TASK OBJECTIVE: Only the lines from the top of the data through the line containing "let commands = last_commands(&c);" should be duplicated, exactly as they appear.

━━━━━━━━

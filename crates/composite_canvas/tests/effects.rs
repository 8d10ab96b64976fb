//! Effect integration tests
//!
//! Effects attached to renderers: post passes recorded into the bake, quad
//! modifications, and the dirty/geometry requests parameter edits make.

use composite_canvas::geometry::build_quad;
use composite_canvas::{
    Canvas, Compositor, Effect, EffectPreset, NodeId, OutlinePattern, RectLayout, RendererId, RendererSettings,
    ShadowParams, Widget,
};
use composite_core::{BakeSettings, Rect, Vec2};
use composite_gpu::{BlitPass, Command, HeadlessDevice, Mesh};

fn baked_panel() -> (Compositor<HeadlessDevice>, RendererId) {
    let mut c = Compositor::new(HeadlessDevice::default(), BakeSettings::default());
    let scene = c.scene_mut();
    let canvas = scene.add_node(None, "canvas").unwrap();
    scene.set_canvas(canvas, Some(Canvas::default())).unwrap();
    scene.set_layout(canvas, RectLayout::new(800.0, 600.0)).unwrap();
    let panel: NodeId = scene.add_node(Some(canvas), "panel").unwrap();
    let leaf = scene.add_node(Some(panel), "leaf").unwrap();
    let mut mesh = Mesh::new();
    build_quad(&mut mesh, Rect::new(-5.0, -5.0, 10.0, 10.0), [255; 4]);
    scene.set_widget(leaf, Some(Widget::new(mesh))).unwrap();

    let r = c.add_renderer(panel, RendererSettings::default()).unwrap();
    for _ in 0..3 {
        c.frame();
    }
    (c, r)
}

fn last_commands(c: &Compositor<HeadlessDevice>) -> Vec<Command> {
    c.device().last_submission().unwrap().commands.clone()
}

#[test]
fn test_glow_temporaries_are_balanced() {
    let (mut c, r) = baked_panel();
    c.apply_preset(r, EffectPreset::Glow).unwrap();
    assert_eq!(c.frame(), &[r]);

    let commands = last_commands(&c);
    let gets = commands.iter().filter(|cmd| matches!(cmd, Command::GetTemporary { .. })).count();
    let releases = commands.iter().filter(|cmd| matches!(cmd, Command::ReleaseTemporary(_))).count();
    assert_eq!(gets, 1);
    assert_eq!(gets, releases);

    let passes: Vec<BlitPass> = commands
        .iter()
        .filter_map(|cmd| match cmd {
            Command::Blit { pass, .. } => Some(*pass),
            _ => None,
        })
        .collect();
    // Ten iterations, cutoff fused into the last vertical pass.
    assert_eq!(passes.len(), 20);
    assert_eq!(passes.last(), Some(&BlitPass::BlurCutoff));
    assert!(c.device().live_materials() >= 3);
}

#[test]
fn test_removing_effect_releases_blur_material() {
    let (mut c, r) = baked_panel();
    c.set_effect(r, Some(Effect::Blur(Default::default()))).unwrap();
    c.frame();
    let with_blur = c.material_registry().active_count();

    c.set_effect(r, None).unwrap();
    assert_eq!(c.frame(), &[r]);
    assert_eq!(c.material_registry().active_count(), with_blur - 1);
    assert!(!last_commands(&c).iter().any(|cmd| matches!(cmd, Command::Blit { .. })));
}

#[test]
fn test_shadow_distance_is_geometry_only() {
    let (mut c, r) = baked_panel();
    c.set_effect(r, Some(Effect::Shadow(ShadowParams::default()))).unwrap();
    c.set_effect_enabled(r, true).unwrap();
    for _ in 0..3 {
        c.frame();
    }
    let before = c.baked_count();
    let quad_x = c.renderer(r).unwrap().output_mesh().vertices[0].position[0];

    c.update_effect(r, |e| {
        if let Effect::Shadow(s) = e {
            s.distance = Vec2::new(8.0, -8.0);
        }
    })
    .unwrap();
    assert!(!c.is_dirty(r));
    c.frame();
    assert_eq!(c.baked_count(), before);
    let moved = c.renderer(r).unwrap().output_mesh().vertices[0].position[0];
    assert!((moved - quad_x - 7.0).abs() < 1e-4);
}

#[test]
fn test_blur_change_forces_rebake() {
    let (mut c, r) = baked_panel();
    c.set_effect(r, Some(Effect::Blur(Default::default()))).unwrap();
    for _ in 0..3 {
        c.frame();
    }

    c.update_effect(r, |e| {
        if let Effect::Blur(b) = e {
            b.blur = 1.0;
        }
    })
    .unwrap();
    assert!(c.is_dirty(r));
    assert_eq!(c.frame(), &[r]);
}

#[test]
fn test_outline_pattern_changes_vertex_count() {
    let (mut c, r) = baked_panel();
    c.apply_preset(r, EffectPreset::Outline).unwrap();
    c.frame();
    let x4 = c.renderer(r).unwrap().output_mesh().vertex_count();

    c.update_effect(r, |e| {
        if let Effect::Outline(o) = e {
            o.pattern = OutlinePattern::X8;
        }
    })
    .unwrap();
    c.frame();
    let x8 = c.renderer(r).unwrap().output_mesh().vertex_count();
    assert_eq!(x4, 16);
    assert_eq!(x8, 32);
}

#[test]
fn test_disabled_effect_records_nothing() {
    let (mut c, r) = baked_panel();
    c.apply_preset(r, EffectPreset::Bloom).unwrap();
    c.set_effect_enabled(r, false).unwrap();
    assert_eq!(c.frame(), &[r]);
    assert!(!last_commands(&c).iter().any(|cmd| matches!(cmd, Command::Blit { .. })));
    assert_eq!(c.renderer(r).unwrap().output_mesh().vertex_count(), 4);
}
//! Composite CLI
//!
//! Runs headless bakes of a scene description and reports what was baked
//! each frame together with the registry and device counters.

mod scene_file;

use anyhow::{Context, Result};
use clap::{Parser, Subcommand};
use composite_canvas::Compositor;
use composite_core::BakeSettings;
use composite_gpu::HeadlessDevice;
use scene_file::SceneFile;
use serde::Serialize;
use std::path::{Path, PathBuf};
use tracing_subscriber::EnvFilter;

/// Headless bake runner for composite scenes
#[derive(Parser, Debug)]
#[command(name = "composite")]
#[command(about = "Headless bake runner for composite scenes")]
#[command(version)]
struct Cli {
    /// Increase log verbosity (-v debug, -vv trace)
    #[arg(short, long, action = clap::ArgAction::Count, global = true)]
    verbose: u8,

    #[command(subcommand)]
    command: Commands,
}

#[derive(Subcommand, Debug)]
enum Commands {
    /// Build a scene and run frames against the headless device
    Bake {
        /// Scene description (TOML)
        scene: PathBuf,

        /// Number of frames to run
        #[arg(short, long, default_value = "3")]
        frames: u32,

        /// Bake settings file (TOML)
        #[arg(short, long)]
        settings: Option<PathBuf>,

        /// Print the final report as JSON
        #[arg(long)]
        json: bool,
    },

    /// Parse and validate a scene description without baking
    Check {
        /// Scene description (TOML)
        scene: PathBuf,
    },
}

/// Final counters of a bake run
#[derive(Debug, Serialize)]
struct Report {
    frames: u32,
    baked: u64,
    per_frame: Vec<Vec<String>>,
    materials_active: usize,
    material_hit_rate: f64,
    targets_active: usize,
    target_memory_bytes: u64,
    target_hit_rate: f64,
    live_targets: usize,
    live_materials: usize,
    submissions: u64,
    draws: u64,
    blits: u64,
}

fn main() -> Result<()> {
    let cli = Cli::parse();
    init_tracing(cli.verbose);

    match cli.command {
        Commands::Bake {
            scene,
            frames,
            settings,
            json,
        } => cmd_bake(&scene, frames, settings.as_deref(), json),
        Commands::Check { scene } => cmd_check(&scene),
    }
}

fn init_tracing(verbose: u8) {
    let default = match verbose {
        0 => "info",
        1 => "debug",
        _ => "trace",
    };
    let filter = EnvFilter::try_from_default_env().unwrap_or_else(|_| EnvFilter::new(default));
    tracing_subscriber::fmt().with_env_filter(filter).with_target(false).init();
}

fn load_settings(path: Option<&Path>) -> Result<BakeSettings> {
    let mut settings = match path {
        Some(path) => BakeSettings::load_from_file(path)
            .with_context(|| format!("Failed to load settings from {}", path.display()))?,
        None => BakeSettings::default(),
    };
    settings.apply_env_overrides();
    settings.validate().context("Invalid bake settings")?;
    Ok(settings)
}

fn cmd_bake(path: &Path, frames: u32, settings: Option<&Path>, json: bool) -> Result<()> {
    let settings = load_settings(settings)?;
    let scene = SceneFile::load(path)?;

    let device = HeadlessDevice::new(scene.screen.width, scene.screen.height);
    let mut compositor = Compositor::new(device, settings);
    let built = scene.build(&mut compositor)?;
    tracing::info!(
        scene = %path.display(),
        nodes = scene.nodes.len(),
        renderers = built.renderers.len(),
        "scene loaded"
    );

    let mut per_frame = Vec::with_capacity(frames as usize);
    for frame in 1..=frames {
        let baked: Vec<String> = compositor
            .frame()
            .iter()
            .map(|id| built.name_of(*id).to_string())
            .collect();
        if !json {
            if baked.is_empty() {
                println!("frame {frame}: nothing baked");
            } else {
                println!("frame {frame}: baked {}", baked.join(", "));
            }
        }
        per_frame.push(baked);
    }

    let materials = compositor.material_registry();
    let targets = compositor.target_registry();
    let device = compositor.device().stats();
    let report = Report {
        frames,
        baked: compositor.baked_count(),
        per_frame,
        materials_active: materials.active_count(),
        material_hit_rate: materials.stats().hit_rate(),
        targets_active: targets.active_count(),
        target_memory_bytes: targets.memory_bytes(),
        target_hit_rate: targets.stats().hit_rate(),
        live_targets: compositor.device().live_targets(),
        live_materials: compositor.device().live_materials(),
        submissions: device.submissions,
        draws: device.draws,
        blits: device.blits,
    };

    if json {
        println!("{}", serde_json::to_string_pretty(&report)?);
    } else {
        print_report(&report);
    }
    Ok(())
}

fn print_report(report: &Report) {
    println!();
    println!("Baked {} renderer(s) over {} frame(s)", report.baked, report.frames);
    println!(
        "  materials: {} active, hit rate {:.0}%",
        report.materials_active,
        report.material_hit_rate * 100.0
    );
    println!(
        "  targets:   {} active, {} KiB, hit rate {:.0}%",
        report.targets_active,
        report.target_memory_bytes / 1024,
        report.target_hit_rate * 100.0
    );
    println!(
        "  device:    {} live targets, {} live materials",
        report.live_targets, report.live_materials
    );
    println!(
        "  submitted: {} command buffers, {} draws, {} blits",
        report.submissions, report.draws, report.blits
    );
}

fn cmd_check(path: &Path) -> Result<()> {
    let scene = SceneFile::load(path)?;
    let renderers = scene.nodes.iter().filter(|n| n.renderer.is_some()).count();
    let widgets = scene.nodes.iter().filter(|n| n.widget.is_some()).count();
    println!(
        "{}: {} nodes, {} widgets, {} renderers",
        path.display(),
        scene.nodes.len(),
        widgets,
        renderers
    );
    Ok(())
}
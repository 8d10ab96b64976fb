//! Canvas error types

use crate::renderer::RendererId;
use crate::scene::NodeId;
use composite_gpu::DeviceError;
use thiserror::Error;

/// Compositor errors
#[derive(Error, Debug, Clone, PartialEq)]
pub enum CompositeError {
    /// Node id is not (or no longer) part of the scene
    #[error("Node {0:?} not found")]
    NodeNotFound(NodeId),

    /// Reparenting would make a node its own ancestor
    #[error("Reparenting {0:?} would create a cycle")]
    HierarchyCycle(NodeId),

    /// Node carries no widget
    #[error("Node {0:?} has no widget")]
    NoWidget(NodeId),

    /// Renderer id is unknown
    #[error("Renderer {0:?} not found")]
    RendererNotFound(RendererId),

    /// A node can host a single renderer
    #[error("Node {0:?} already hosts a renderer")]
    RendererExists(NodeId),

    /// Device refused an operation
    #[error("Device error: {0}")]
    Device(#[from] DeviceError),
}

/// Result type for compositor operations
pub type Result<T> = std::result::Result<T, CompositeError>;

━━━━━━━━

FINISHED TASK:
filename crates/composite_canvas/tests/effects.rs
repository 8d10ab96b64976fb
//! Effect integration tests
//!
//! Effects attached to renderers: post passes recorded into the bake, quad
//! modifications, and the dirty/geometry requests parameter edits make.

use composite_canvas::geometry::build_quad;
use composite_canvas::{
    Canvas, Compositor, Effect, EffectPreset, NodeId, OutlinePattern, RectLayout, RendererId, RendererSettings,
    ShadowParams, Widget,
};
use composite_core::{BakeSettings, Rect, Vec2};
use composite_gpu::{BlitPass, Command, HeadlessDevice, Mesh};

fn baked_panel() -> (Compositor<HeadlessDevice>, RendererId) {
    let mut c = Compositor::new(HeadlessDevice::default(), BakeSettings::default());
    let scene = c.scene_mut();
    let canvas = scene.add_node(None, "canvas").unwrap();
    scene.set_canvas(canvas, Some(Canvas::default())).unwrap();
    scene.set_layout(canvas, RectLayout::new(800.0, 600.0)).unwrap();
    let panel: NodeId = scene.add_node(Some(canvas), "panel").unwrap();
    let leaf = scene.add_node(Some(panel), "leaf").unwrap();
    let mut mesh = Mesh::new();
    build_quad(&mut mesh, Rect::new(-5.0, -5.0, 10.0, 10.0), [255; 4]);
    scene.set_widget(leaf, Some(Widget::new(mesh))).unwrap();

    let r = c.add_renderer(panel, RendererSettings::default()).unwrap();
    for _ in 0..3 {
        c.frame();
    }
    (c, r)
}

fn last_commands(c: &Compositor<HeadlessDevice>) -> Vec<Command> {
    c.device().last_submission().unwrap().commands.clone()
}

#[test]
fn test_glow_temporaries_are_balanced() {
    let (mut c, r) = baked_panel();
    c.apply_preset(r, EffectPreset::Glow).unwrap();
    assert_eq!(c.frame(), &[r]);

    let commands = last_commands(&c);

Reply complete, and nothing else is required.